# Make dataset

In [1]:
# Imports
import glob
import cv2
import numpy as np
import torch
from torch.utils.data import Dataset, DataLoader

In [23]:
# Create dataset class
class CustomDataset(Dataset):

    def __init__(self):

        # Get folder paths
        self.imgs_path = "./data/dogs_cats_dataset/"
        file_list = glob.glob(self.imgs_path + "*")

        # Get all datapaths for each class
        self.data = []
        for class_path in file_list:
            class_name = class_path.split("\\")[-1]
            print(class_name)
            print(glob.glob(class_path + "\\*.jpg"))
            for img_path in glob.glob(class_path + "\\*.jpg"):
                self.data.append([img_path, class_name])

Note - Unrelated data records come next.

//! Shared fixtures for recruitflow integration tests
#![allow(dead_code)]

use async_trait::async_trait;
use recruitflow::capabilities::{CapabilityError, CapabilityResult, JobPoster, JobPosting};
use recruitflow::config::StoreBackend;
use recruitflow::{ApplicantInbox, CandidateRef, Capabilities, JobInput, RecruitConfig, RecruitmentService};
use std::sync::atomic::{AtomicBool, AtomicUsize, Ordering};
use std::sync::Arc;
use workflow_checkpoint::InMemoryCheckpointStore;
use workflow_core::RetryPolicy;

pub fn test_config() -> RecruitConfig {
    let mut config = RecruitConfig::default();
    config.database.backend = StoreBackend::Memory;
    config.retry = RetryPolicy::none();
    config
}

pub fn analyst_input() -> JobInput {
    JobInput {
        role_title: "Data Analyst".to_string(),
        department: "Finance".to_string(),
        company_name: "Acme".to_string(),
        company_description: Some("Acme builds ledgers.".to_string()),
        key_requirements: vec!["SQL".to_string(), "Excel".to_string()],
        nice_to_have: vec!["Python".to_string()],
        experience_years: 2,
        location: Some("Remote".to_string()),
        prescreening_questions: vec!["Describe a report you automated.".to_string()],
    }
}

/// `n` applicants that clear the default shortlist threshold
pub fn strong_candidates(n: usize) -> Vec<CandidateRef> {
    (0..n)
        .map(|i| {
            let mut candidate = CandidateRef::new(format!("c{}", i), format!("Candidate {}", i), "SQL, Excel");
            candidate.score = Some(0.9 - i as f64 * 0.01);
            candidate
        })
        .collect()
}

pub fn memory_service(config: &RecruitConfig) -> RecruitmentService {
    RecruitmentService::with_store(config, Arc::new(InMemoryCheckpointStore::new())).expect("service")
}

/// Job board that fails while `down` is set
#[derive(Default)]
pub struct SwitchableBoard {
    pub down: AtomicBool,
    pub posts: AtomicUsize,
}

#[async_trait]
impl JobPoster for SwitchableBoard {
    async fn post(&self, posting: &JobPosting) -> CapabilityResult<String> {
        if self.down.load(Ordering::SeqCst) {
            return Err(CapabilityError::unavailable("job-board", "503 from upstream"));
        }
        self.posts.fetch_add(1, Ordering::SeqCst);
        Ok(format!("board://{}/{}", posting.job_id, posting.revision))
    }
}

/// Service whose job board is `board`; everything else is local
pub fn service_with_board(config: &RecruitConfig, board: Arc<SwitchableBoard>) -> RecruitmentService {
    let inbox = ApplicantInbox::new();
    let mut capabilities = Capabilities::local(&config.capabilities, &config.retry, inbox.clone());
    capabilities.poster = board as Arc<dyn JobPoster>;
    RecruitmentService::with_capabilities(config, Arc::new(InMemoryCheckpointStore::new()), capabilities, inbox)
        .expect("service")
}
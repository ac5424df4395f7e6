//! Exponential backoff for collaborator calls
//!
//! Retries belong at the collaborator boundary: a capability wrapper calls
//! [`retry`] around the external request and only retries errors its
//! predicate marks as transient. Nodes and the engine never retry.

use rand::Rng;
use serde::{Deserialize, Serialize};
use std::future::Future;
use std::time::Duration;
use tokio::time::sleep;
use tracing::{debug, warn};

/// Backoff configuration
#[derive(Debug, Clone, PartialEq, Serialize, Deserialize)]
#[serde(default)]
pub struct RetryPolicy {
    /// Maximum number of attempts (including the first)
    pub max_attempts: usize,

    /// Initial interval between retries in seconds
    pub initial_interval: f64,

    /// Multiplier for the interval after each retry
    pub backoff_factor: f64,

    /// Maximum interval between retries in seconds
    pub max_interval: f64,

    /// Whether to add random jitter to intervals
    pub jitter: bool,
}

impl RetryPolicy {
    pub fn new(max_attempts: usize) -> Self {
        Self {
            max_attempts,
            initial_interval: 0.5,
            backoff_factor: 2.0,
            max_interval: 30.0,
            jitter: true,
        }
    }

    /// Single attempt, no retries
    pub fn none() -> Self {
        Self::new(1)
    }

    pub fn with_initial_interval(mut self, seconds: f64) -> Self {
        self.initial_interval = seconds;
        self
    }

    pub fn with_backoff_factor(mut self, factor: f64) -> Self {
        self.backoff_factor = factor;
        self
    }

    pub fn with_max_interval(mut self, seconds: f64) -> Self {
        self.max_interval = seconds;
        self
    }

    pub fn with_jitter(mut self, jitter: bool) -> Self {
        self.jitter = jitter;
        self
    }

    /// Delay before the retry following attempt `attempt` (0-indexed).
    ///
    /// `initial_interval * backoff_factor ^ attempt`, capped at
    /// `max_interval`; jitter scales the result by a factor in `0.5..=1.5`.
    pub fn calculate_delay(&self, attempt: usize) -> Duration {
        let base = self.initial_interval * self.backoff_factor.powi(attempt as i32);
        let capped = base.min(self.max_interval).max(0.0);

        let delay = if self.jitter {
            capped * rand::thread_rng().gen_range(0.5..=1.5)
        } else {
            capped
        };

        Duration::from_secs_f64(delay)
    }

    pub fn should_retry(&self, attempt: usize) -> bool {
        attempt + 1 < self.max_attempts
    }
}

impl Default for RetryPolicy {
    fn default() -> Self {
        Self::new(3)
    }
}

/// Run `operation` until it succeeds, fails with a non-transient error, or
/// the policy runs out of attempts. The last error is returned.
pub async fn retry<F, Fut, T, E, P>(
    policy: &RetryPolicy,
    operation_name: &str,
    is_transient: P,
    mut operation: F,
) -> std::result::Result<T, E>
where
    F: FnMut() -> Fut,
    Fut: Future<Output = std::result::Result<T, E>>,
    E: std::fmt::Display,
    P: Fn(&E) -> bool,
{
    let mut attempt = 0;
    loop {
        match operation().await {
            Ok(value) => {
                if attempt > 0 {
                    debug!(operation = %operation_name, attempt = attempt + 1, "Retry succeeded");
                }
                return Ok(value);
            }
            Err(e) if is_transient(&e) && policy.should_retry(attempt) => {
                let delay = policy.calculate_delay(attempt);
                warn!(
                    operation = %operation_name,
                    attempt = attempt + 1,
                    max_attempts = policy.max_attempts,
                    delay_ms = delay.as_millis() as u64,
                    error = %e,
                    "Operation failed, will retry"
                );
                sleep(delay).await;
                attempt += 1;
            }
            Err(e) => {
                if attempt > 0 {
                    warn!(
                        operation = %operation_name,
                        attempt = attempt + 1,
                        error = %e,
                        "Operation failed, giving up"
                    );
                }
                return Err(e);
            }
        }
    }
}
//! Job lifecycle endpoints
//!
//! Every decision endpoint resumes the job's thread and answers with the
//! resulting [`JobStatus`](crate::service::JobStatus).

use axum::{
    extract::{rejection::JsonRejection, Path, State},
    response::IntoResponse,
    Json,
};

use crate::api::{
    error::ApiResult,
    models::{AbandonRequest, AddApplicantsRequest, CreateJobRequest, RegenerateRequest, RerunRequest, ReviewRequest},
    response,
    routes::AppState,
};

/// Create a job and run it to the description approval
///
/// POST /api/v1/jobs
pub async fn create_job(
    State(app_state): State<AppState>,
    payload: Result<Json<CreateJobRequest>, JsonRejection>,
) -> ApiResult<impl IntoResponse> {
    let Json(req) = payload?;
    let status = match req.job_id {
        Some(job_id) => app_state.service.create_job_with_id(&job_id, req.input).await?,
        None => app_state.service.create_job(req.input).await?,
    };
    Ok(response::created(status))
}

/// GET /api/v1/jobs/:id
pub async fn get_job(State(app_state): State<AppState>, Path(job_id): Path<String>) -> ApiResult<impl IntoResponse> {
    let state = app_state.service.job_state(&job_id).await?;
    Ok(response::ok(state))
}

/// GET /api/v1/jobs/:id/status
pub async fn job_status(
    State(app_state): State<AppState>,
    Path(job_id): Path<String>,
) -> ApiResult<impl IntoResponse> {
    let status = app_state.service.job_status(&job_id).await?;
    Ok(response::ok(status))
}

/// POST /api/v1/jobs/:id/description/approve
pub async fn approve_description(
    State(app_state): State<AppState>,
    Path(job_id): Path<String>,
) -> ApiResult<impl IntoResponse> {
    let status = app_state.service.approve_description(&job_id).await?;
    Ok(response::ok(status))
}

/// POST /api/v1/jobs/:id/description/regenerate
pub async fn regenerate_description(
    State(app_state): State<AppState>,
    Path(job_id): Path<String>,
    payload: Result<Json<RegenerateRequest>, JsonRejection>,
) -> ApiResult<impl IntoResponse> {
    let Json(req) = payload?;
    let status = app_state.service.regenerate_description(&job_id, &req.feedback).await?;
    Ok(response::ok(status))
}

/// POST /api/v1/jobs/:id/applicants
pub async fn add_applicants(
    State(app_state): State<AppState>,
    Path(job_id): Path<String>,
    payload: Result<Json<AddApplicantsRequest>, JsonRejection>,
) -> ApiResult<impl IntoResponse> {
    let Json(req) = payload?;
    let status = app_state.service.add_applicants(&job_id, req.candidates).await?;
    Ok(response::ok(status))
}

/// POST /api/v1/jobs/:id/shortlist/approve
pub async fn approve_shortlist(
    State(app_state): State<AppState>,
    Path(job_id): Path<String>,
) -> ApiResult<impl IntoResponse> {
    let status = app_state.service.approve_shortlist(&job_id).await?;
    Ok(response::ok(status))
}

/// POST /api/v1/jobs/:id/shortlist/reject
pub async fn reject_shortlist(
    State(app_state): State<AppState>,
    Path(job_id): Path<String>,
) -> ApiResult<impl IntoResponse> {
    let status = app_state.service.reject_shortlist(&job_id).await?;
    Ok(response::ok(status))
}

/// POST /api/v1/jobs/:id/review
pub async fn record_review(
    State(app_state): State<AppState>,
    Path(job_id): Path<String>,
    payload: Result<Json<ReviewRequest>, JsonRejection>,
) -> ApiResult<impl IntoResponse> {
    let Json(req) = payload?;
    let status = app_state.service.record_review(&job_id, req.decision).await?;
    Ok(response::ok(status))
}

/// Re-run the interrupt the job is parked at with no changes
///
/// POST /api/v1/jobs/:id/nudge
pub async fn nudge_job(State(app_state): State<AppState>, Path(job_id): Path<String>) -> ApiResult<impl IntoResponse> {
    let status = app_state.service.nudge(&job_id).await?;
    Ok(response::ok(status))
}

/// POST /api/v1/jobs/:id/abandon
pub async fn abandon_job(
    State(app_state): State<AppState>,
    Path(job_id): Path<String>,
    payload: Result<Json<AbandonRequest>, JsonRejection>,
) -> ApiResult<impl IntoResponse> {
    let Json(req) = payload?;
    let reason = req.reason.unwrap_or_else(|| "abandoned by operator".to_string());
    let status = app_state.service.abandon_job(&job_id, &reason).await?;
    Ok(response::ok(status))
}

/// POST /api/v1/jobs/:id/rerun
pub async fn rerun_job(
    State(app_state): State<AppState>,
    Path(job_id): Path<String>,
    payload: Result<Json<RerunRequest>, JsonRejection>,
) -> ApiResult<impl IntoResponse> {
    let Json(req) = payload?;
    tracing::info!(job_id = %job_id, sequence = req.sequence, "Operator re-run requested");
    let status = app_state.service.rerun_job(&job_id, req.sequence).await?;
    Ok(response::ok(status))
}

/// POST /api/v1/jobs/:id/recover
pub async fn recover_job(
    State(app_state): State<AppState>,
    Path(job_id): Path<String>,
) -> ApiResult<impl IntoResponse> {
    let status = app_state.service.recover_job(&job_id).await?;
    Ok(response::ok(status))
}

        # Maps the string of the class to an integer
        self.class_map = {"dogs" : 0, "cats": 1}

        # Resizeing of all images
        self.img_dim = (416, 416)

    def __len__(self):
        return len(self.data)
    
    def __getitem__(self, idx):

        # Get image and resize
        img_path, class_name = self.data[idx]
        img = cv2.imread(img_path)
        img = cv2.resize(img, self.img_dim)

        # Difine class
        class_id = self.class_map[class_name]

        # Make tensor
        img_tensor = torch.from_numpy(img)
        img_tensor = img_tensor.permute(2, 0, 1)
        class_id = torch.tensor([class_id])
        return img_tensor, class_id

In [24]:
# Use dataset
dataset = CustomDataset()
data_loader = DataLoader(dataset, batch_size=4, shuffle=True)
for imgs, labels in data_loader:
    print("Batch of images has shape: ", imgs.shape)
    print("Batch of labels has shape: ", labels.shape)

cats
['./data/dogs_cats_dataset\\cats\\1.jpg', './data/dogs_cats_dataset\\cats\\2.jpg', './data/dogs_cats_dataset\\cats\\3.jpg', './data/dogs_cats_dataset\\cats\\4.jpg']
dogs
['./data/dogs_cats_dataset\\dogs\\1.jpg', './data/dogs_cats_dataset\\dogs\\2.jpg', './data/dogs_cats_dataset\\dogs\\3.jpg']
[['./data/dogs_cats_dataset\\cats\\1.jpg', 'cats'], ['./data/dogs_cats_dataset\\cats\\2.jpg', 'cats'], ['./data/dogs_cats_dataset\\cats\\3.jpg', 'cats'], ['./data/dogs_cats_dataset\\cats\\4.jpg', 'cats'], ['./data/dogs_cats_dataset\\dogs\\1.jpg', 'dogs'], ['./data/dogs_cats_dataset\\dogs\\2.jpg', 'dogs'], ['./data/dogs_cats_dataset\\dogs\\3.jpg', 'dogs']]
Batch of images has shape:  torch.Size([4, 3, 416, 416])
Batch of labels has shape:  torch.Size([4, 1])
Batch of images has shape:  torch.Size([3, 3, 416, 416])
Batch of labels has shape:  torch.Size([3, 1])